-- Task prompt --
Only a number is wanted: how many lines of the entries include the string "clock"?

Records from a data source
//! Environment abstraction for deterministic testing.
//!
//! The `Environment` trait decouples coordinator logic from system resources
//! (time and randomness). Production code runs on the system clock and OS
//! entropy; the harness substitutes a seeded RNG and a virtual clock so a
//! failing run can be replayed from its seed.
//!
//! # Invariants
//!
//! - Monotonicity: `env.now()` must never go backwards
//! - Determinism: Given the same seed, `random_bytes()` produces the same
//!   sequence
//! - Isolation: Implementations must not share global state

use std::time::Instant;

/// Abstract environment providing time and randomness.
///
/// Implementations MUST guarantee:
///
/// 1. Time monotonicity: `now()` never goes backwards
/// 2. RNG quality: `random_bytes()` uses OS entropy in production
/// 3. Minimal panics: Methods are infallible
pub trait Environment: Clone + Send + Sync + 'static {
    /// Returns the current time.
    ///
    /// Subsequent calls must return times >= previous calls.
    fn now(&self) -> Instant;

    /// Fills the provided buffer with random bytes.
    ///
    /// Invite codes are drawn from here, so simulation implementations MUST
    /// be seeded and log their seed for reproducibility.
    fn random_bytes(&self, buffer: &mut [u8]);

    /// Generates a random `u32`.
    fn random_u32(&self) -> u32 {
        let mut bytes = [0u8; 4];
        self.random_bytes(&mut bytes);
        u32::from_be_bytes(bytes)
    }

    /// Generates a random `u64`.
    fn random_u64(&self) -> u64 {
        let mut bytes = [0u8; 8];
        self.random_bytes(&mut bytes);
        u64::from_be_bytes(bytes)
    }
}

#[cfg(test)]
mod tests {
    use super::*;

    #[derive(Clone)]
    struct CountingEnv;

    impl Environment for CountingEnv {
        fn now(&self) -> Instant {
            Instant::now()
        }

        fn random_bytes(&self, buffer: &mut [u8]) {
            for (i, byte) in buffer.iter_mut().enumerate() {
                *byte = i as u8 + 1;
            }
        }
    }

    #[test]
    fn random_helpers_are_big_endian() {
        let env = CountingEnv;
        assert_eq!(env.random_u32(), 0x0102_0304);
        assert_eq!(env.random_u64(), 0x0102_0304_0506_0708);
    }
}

* * *

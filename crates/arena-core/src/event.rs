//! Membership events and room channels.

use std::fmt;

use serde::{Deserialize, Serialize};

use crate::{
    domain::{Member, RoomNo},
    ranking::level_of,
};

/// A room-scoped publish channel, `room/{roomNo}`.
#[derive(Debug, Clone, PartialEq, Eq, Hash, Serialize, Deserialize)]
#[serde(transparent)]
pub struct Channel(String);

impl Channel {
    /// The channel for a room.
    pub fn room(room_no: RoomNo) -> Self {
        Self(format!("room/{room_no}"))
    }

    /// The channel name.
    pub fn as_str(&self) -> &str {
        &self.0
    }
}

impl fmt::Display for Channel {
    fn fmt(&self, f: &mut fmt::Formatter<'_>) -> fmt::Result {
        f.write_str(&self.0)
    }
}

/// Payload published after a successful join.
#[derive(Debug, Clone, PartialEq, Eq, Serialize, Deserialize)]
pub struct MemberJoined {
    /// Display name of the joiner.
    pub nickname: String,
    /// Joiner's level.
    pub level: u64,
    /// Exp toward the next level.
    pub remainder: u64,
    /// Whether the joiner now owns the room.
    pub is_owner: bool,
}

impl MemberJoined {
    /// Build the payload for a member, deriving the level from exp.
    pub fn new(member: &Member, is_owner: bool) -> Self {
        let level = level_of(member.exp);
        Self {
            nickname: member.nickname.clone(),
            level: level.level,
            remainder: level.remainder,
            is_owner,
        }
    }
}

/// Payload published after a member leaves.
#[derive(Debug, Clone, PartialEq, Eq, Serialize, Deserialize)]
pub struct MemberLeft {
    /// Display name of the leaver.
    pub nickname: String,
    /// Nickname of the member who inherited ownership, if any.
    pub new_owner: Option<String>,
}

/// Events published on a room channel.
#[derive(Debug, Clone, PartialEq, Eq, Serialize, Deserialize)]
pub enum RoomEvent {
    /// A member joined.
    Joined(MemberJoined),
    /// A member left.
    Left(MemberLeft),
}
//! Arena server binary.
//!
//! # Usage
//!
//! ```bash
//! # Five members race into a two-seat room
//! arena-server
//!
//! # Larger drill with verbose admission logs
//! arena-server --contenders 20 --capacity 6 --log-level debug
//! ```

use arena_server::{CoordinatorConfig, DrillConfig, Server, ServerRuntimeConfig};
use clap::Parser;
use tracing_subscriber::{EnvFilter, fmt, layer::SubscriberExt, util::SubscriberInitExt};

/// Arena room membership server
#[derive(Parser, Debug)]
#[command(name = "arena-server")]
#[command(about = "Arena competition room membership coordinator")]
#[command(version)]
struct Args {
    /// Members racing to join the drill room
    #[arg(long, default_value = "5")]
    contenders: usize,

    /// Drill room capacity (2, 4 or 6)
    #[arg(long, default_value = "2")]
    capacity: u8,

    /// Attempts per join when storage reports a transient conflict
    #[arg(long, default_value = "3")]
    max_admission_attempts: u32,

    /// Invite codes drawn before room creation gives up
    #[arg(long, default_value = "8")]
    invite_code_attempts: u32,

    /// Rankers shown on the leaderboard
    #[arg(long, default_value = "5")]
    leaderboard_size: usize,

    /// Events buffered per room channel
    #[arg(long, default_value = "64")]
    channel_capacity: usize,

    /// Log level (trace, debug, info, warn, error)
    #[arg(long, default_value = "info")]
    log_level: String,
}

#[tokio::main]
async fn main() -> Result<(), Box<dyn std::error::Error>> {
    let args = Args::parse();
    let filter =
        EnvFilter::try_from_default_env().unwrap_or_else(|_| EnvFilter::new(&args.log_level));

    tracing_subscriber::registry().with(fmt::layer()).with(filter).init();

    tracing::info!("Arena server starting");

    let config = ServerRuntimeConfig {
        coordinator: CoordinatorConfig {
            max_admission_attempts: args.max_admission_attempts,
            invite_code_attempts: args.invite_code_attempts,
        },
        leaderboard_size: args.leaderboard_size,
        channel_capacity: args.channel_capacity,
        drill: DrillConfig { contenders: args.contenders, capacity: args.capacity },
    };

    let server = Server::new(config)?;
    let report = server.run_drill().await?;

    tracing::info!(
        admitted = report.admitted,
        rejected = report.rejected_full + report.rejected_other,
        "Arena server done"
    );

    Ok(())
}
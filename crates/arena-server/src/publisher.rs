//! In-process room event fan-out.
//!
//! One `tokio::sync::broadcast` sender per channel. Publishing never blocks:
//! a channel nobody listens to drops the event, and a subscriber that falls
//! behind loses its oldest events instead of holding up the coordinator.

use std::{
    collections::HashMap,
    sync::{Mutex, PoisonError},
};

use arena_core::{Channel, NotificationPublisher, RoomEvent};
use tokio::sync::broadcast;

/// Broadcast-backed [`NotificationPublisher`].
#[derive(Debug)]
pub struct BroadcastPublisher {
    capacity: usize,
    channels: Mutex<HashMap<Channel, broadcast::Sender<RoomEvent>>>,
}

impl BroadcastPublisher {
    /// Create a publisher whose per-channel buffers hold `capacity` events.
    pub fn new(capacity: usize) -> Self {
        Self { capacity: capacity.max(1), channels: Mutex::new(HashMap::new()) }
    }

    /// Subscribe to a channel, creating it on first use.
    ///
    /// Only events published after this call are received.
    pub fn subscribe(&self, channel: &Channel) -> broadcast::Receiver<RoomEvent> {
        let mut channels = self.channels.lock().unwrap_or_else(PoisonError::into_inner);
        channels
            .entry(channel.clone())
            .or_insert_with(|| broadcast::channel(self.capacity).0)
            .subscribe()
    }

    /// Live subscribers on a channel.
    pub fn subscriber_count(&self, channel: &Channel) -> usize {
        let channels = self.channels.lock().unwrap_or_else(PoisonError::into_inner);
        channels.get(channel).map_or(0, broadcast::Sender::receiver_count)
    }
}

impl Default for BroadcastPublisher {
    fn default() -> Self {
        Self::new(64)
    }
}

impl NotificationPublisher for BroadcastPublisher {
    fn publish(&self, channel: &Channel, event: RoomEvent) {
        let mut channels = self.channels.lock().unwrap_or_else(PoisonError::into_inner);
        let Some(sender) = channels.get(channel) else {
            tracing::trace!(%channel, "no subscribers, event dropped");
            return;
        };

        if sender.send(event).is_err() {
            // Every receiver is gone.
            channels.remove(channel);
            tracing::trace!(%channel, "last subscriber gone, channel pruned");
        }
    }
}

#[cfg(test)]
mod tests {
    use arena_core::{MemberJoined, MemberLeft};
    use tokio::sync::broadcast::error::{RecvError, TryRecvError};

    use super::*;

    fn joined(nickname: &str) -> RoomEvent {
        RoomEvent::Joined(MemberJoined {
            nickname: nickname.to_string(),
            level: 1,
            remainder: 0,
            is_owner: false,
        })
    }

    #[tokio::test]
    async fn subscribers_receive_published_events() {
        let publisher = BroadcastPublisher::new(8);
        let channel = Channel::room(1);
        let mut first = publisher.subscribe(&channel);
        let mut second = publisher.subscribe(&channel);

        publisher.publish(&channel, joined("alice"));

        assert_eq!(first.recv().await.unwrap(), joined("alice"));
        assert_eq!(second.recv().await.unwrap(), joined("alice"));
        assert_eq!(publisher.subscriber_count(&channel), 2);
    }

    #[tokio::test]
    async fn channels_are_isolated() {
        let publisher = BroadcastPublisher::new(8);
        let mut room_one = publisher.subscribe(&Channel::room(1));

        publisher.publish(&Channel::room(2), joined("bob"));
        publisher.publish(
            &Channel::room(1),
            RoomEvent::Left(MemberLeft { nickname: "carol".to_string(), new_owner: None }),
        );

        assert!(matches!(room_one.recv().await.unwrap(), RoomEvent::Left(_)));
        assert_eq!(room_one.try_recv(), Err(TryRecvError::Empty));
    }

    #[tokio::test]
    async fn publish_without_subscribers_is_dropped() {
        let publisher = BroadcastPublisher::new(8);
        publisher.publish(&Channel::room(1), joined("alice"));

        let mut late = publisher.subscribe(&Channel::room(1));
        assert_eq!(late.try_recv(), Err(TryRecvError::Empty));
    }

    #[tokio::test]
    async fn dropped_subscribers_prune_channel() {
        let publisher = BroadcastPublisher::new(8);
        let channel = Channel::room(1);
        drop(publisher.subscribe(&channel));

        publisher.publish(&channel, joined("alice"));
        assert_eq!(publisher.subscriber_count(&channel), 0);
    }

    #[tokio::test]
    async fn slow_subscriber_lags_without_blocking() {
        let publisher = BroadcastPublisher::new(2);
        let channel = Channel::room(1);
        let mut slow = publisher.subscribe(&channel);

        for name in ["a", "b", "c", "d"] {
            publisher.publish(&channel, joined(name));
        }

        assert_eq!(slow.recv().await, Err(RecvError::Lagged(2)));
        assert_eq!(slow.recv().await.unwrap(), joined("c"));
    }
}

* * *

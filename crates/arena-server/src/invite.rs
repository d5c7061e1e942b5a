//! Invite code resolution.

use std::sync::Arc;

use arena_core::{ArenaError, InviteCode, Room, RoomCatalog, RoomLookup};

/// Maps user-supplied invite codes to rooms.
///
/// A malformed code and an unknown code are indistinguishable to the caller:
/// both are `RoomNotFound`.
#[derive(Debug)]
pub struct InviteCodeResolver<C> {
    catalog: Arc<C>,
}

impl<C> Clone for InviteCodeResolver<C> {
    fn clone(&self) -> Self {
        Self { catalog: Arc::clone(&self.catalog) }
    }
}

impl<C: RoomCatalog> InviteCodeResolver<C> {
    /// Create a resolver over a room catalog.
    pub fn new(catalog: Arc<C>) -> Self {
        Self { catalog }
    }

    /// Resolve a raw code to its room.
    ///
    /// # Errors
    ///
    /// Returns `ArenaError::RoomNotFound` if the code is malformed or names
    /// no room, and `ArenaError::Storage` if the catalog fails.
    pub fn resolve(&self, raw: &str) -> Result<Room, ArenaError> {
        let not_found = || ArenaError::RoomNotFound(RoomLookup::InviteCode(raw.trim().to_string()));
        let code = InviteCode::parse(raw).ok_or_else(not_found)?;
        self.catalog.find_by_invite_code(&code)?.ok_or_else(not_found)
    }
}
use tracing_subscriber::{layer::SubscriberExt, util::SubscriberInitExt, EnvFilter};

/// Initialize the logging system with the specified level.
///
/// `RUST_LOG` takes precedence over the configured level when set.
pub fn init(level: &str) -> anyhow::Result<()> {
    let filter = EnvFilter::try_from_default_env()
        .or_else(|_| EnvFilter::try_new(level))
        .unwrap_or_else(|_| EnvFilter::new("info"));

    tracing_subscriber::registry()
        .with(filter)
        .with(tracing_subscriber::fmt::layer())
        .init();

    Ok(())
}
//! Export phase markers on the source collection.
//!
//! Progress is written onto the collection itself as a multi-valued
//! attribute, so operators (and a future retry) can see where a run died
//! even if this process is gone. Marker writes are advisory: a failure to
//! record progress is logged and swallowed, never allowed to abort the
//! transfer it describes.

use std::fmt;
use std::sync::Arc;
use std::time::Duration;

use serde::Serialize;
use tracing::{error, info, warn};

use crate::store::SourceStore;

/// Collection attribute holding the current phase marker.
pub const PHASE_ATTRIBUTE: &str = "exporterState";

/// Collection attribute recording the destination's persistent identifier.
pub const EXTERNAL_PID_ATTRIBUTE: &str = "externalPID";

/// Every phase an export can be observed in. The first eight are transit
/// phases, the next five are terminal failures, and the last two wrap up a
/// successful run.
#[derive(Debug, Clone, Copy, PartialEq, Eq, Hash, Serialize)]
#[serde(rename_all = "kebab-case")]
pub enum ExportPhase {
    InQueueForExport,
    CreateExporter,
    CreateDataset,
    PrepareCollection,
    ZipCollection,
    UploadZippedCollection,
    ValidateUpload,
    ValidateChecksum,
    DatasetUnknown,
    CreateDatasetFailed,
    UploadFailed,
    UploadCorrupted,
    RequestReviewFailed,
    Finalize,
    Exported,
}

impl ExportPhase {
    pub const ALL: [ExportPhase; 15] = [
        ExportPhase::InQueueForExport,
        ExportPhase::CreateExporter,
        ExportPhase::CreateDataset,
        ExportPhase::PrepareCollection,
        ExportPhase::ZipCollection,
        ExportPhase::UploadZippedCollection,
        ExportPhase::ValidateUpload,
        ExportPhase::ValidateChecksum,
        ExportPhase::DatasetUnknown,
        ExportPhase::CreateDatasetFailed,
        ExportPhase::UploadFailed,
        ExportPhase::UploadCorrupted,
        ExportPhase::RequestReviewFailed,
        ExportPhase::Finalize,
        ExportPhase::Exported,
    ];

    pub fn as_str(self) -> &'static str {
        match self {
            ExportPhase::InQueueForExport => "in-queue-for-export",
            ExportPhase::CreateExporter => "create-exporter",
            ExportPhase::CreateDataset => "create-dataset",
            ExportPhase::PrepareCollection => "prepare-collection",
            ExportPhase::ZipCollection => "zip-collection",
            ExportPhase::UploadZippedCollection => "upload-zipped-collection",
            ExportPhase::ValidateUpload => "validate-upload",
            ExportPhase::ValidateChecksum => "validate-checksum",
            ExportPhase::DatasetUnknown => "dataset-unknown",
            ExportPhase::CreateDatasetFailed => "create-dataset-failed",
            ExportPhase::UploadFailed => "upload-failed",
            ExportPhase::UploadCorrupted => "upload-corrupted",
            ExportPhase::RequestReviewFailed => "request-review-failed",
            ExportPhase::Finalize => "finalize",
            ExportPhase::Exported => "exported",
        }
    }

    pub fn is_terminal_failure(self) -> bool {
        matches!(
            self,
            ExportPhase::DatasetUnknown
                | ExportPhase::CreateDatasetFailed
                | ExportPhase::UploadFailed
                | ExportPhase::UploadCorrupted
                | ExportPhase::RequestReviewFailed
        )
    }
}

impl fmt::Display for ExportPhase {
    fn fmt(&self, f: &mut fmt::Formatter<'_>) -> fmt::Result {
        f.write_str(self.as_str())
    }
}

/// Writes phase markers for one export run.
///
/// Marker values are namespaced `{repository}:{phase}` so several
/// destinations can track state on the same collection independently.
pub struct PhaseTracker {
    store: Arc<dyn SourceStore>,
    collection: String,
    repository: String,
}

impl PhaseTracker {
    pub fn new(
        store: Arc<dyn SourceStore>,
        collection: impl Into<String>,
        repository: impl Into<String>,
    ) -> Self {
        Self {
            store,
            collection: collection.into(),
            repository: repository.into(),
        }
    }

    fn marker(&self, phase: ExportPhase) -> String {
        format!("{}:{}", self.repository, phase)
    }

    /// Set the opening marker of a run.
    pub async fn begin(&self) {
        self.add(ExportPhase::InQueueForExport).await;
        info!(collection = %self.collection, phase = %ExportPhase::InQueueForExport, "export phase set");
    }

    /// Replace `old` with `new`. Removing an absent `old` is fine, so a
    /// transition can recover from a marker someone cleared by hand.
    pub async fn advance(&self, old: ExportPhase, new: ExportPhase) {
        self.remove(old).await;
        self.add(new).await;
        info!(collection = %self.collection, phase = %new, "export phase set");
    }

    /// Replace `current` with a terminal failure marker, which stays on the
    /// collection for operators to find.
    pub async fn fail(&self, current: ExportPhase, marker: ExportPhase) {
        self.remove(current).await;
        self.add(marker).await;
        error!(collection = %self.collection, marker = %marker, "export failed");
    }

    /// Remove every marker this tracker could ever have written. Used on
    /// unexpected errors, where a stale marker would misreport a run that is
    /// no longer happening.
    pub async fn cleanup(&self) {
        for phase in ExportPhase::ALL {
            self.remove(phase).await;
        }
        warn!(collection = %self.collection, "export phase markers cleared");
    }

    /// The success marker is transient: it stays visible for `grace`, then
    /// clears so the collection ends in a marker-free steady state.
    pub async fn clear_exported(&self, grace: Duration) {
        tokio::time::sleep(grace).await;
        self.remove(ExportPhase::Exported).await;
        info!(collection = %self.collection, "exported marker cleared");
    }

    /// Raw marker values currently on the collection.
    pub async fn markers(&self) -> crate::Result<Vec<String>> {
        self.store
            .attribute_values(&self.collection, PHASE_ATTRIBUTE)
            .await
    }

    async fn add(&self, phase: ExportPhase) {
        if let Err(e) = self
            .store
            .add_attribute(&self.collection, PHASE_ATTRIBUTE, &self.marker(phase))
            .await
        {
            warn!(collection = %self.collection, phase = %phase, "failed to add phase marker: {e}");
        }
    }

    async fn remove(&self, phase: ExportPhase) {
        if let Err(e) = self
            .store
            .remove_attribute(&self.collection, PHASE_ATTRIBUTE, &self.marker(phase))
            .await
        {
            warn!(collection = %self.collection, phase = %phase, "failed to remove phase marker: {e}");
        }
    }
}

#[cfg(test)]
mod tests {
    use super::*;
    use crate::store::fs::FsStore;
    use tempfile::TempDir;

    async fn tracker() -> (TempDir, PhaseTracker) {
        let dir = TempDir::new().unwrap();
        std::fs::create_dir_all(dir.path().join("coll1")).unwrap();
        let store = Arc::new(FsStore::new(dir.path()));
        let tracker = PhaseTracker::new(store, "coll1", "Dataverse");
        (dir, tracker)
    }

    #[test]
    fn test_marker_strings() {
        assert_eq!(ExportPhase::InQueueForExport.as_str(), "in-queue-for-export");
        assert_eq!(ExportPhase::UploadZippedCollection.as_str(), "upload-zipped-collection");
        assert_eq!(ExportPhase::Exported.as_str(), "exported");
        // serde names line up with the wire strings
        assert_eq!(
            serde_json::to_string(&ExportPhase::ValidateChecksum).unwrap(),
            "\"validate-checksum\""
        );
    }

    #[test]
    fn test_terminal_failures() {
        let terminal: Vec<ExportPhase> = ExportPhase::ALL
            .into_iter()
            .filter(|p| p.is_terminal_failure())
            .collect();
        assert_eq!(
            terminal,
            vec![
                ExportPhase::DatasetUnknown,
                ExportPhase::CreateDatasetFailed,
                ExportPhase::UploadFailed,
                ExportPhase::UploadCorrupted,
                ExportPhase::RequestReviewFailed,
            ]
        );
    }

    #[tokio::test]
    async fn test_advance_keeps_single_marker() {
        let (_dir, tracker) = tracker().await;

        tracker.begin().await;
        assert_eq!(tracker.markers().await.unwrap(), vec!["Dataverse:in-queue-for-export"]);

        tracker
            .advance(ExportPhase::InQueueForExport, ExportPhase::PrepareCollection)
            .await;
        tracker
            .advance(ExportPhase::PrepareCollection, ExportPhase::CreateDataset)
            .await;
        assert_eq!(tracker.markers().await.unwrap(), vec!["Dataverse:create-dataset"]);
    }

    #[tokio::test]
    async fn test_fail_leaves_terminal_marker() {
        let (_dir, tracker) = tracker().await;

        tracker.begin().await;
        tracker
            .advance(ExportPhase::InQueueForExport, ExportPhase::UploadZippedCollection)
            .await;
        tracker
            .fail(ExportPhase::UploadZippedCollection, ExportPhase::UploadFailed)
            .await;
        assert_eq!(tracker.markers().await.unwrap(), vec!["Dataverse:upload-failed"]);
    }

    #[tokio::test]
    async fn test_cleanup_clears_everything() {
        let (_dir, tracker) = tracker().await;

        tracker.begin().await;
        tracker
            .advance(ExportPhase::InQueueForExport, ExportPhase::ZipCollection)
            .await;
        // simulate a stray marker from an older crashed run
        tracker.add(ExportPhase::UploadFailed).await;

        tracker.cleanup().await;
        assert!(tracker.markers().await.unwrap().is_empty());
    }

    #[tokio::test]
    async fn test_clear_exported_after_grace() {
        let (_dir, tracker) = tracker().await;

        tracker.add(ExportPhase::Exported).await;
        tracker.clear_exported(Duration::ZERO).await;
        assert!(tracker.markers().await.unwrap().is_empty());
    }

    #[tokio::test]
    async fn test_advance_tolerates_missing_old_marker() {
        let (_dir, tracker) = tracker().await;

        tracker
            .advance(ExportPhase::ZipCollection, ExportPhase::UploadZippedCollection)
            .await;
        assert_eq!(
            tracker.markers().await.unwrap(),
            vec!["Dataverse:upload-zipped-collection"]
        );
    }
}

-- Final answer --
2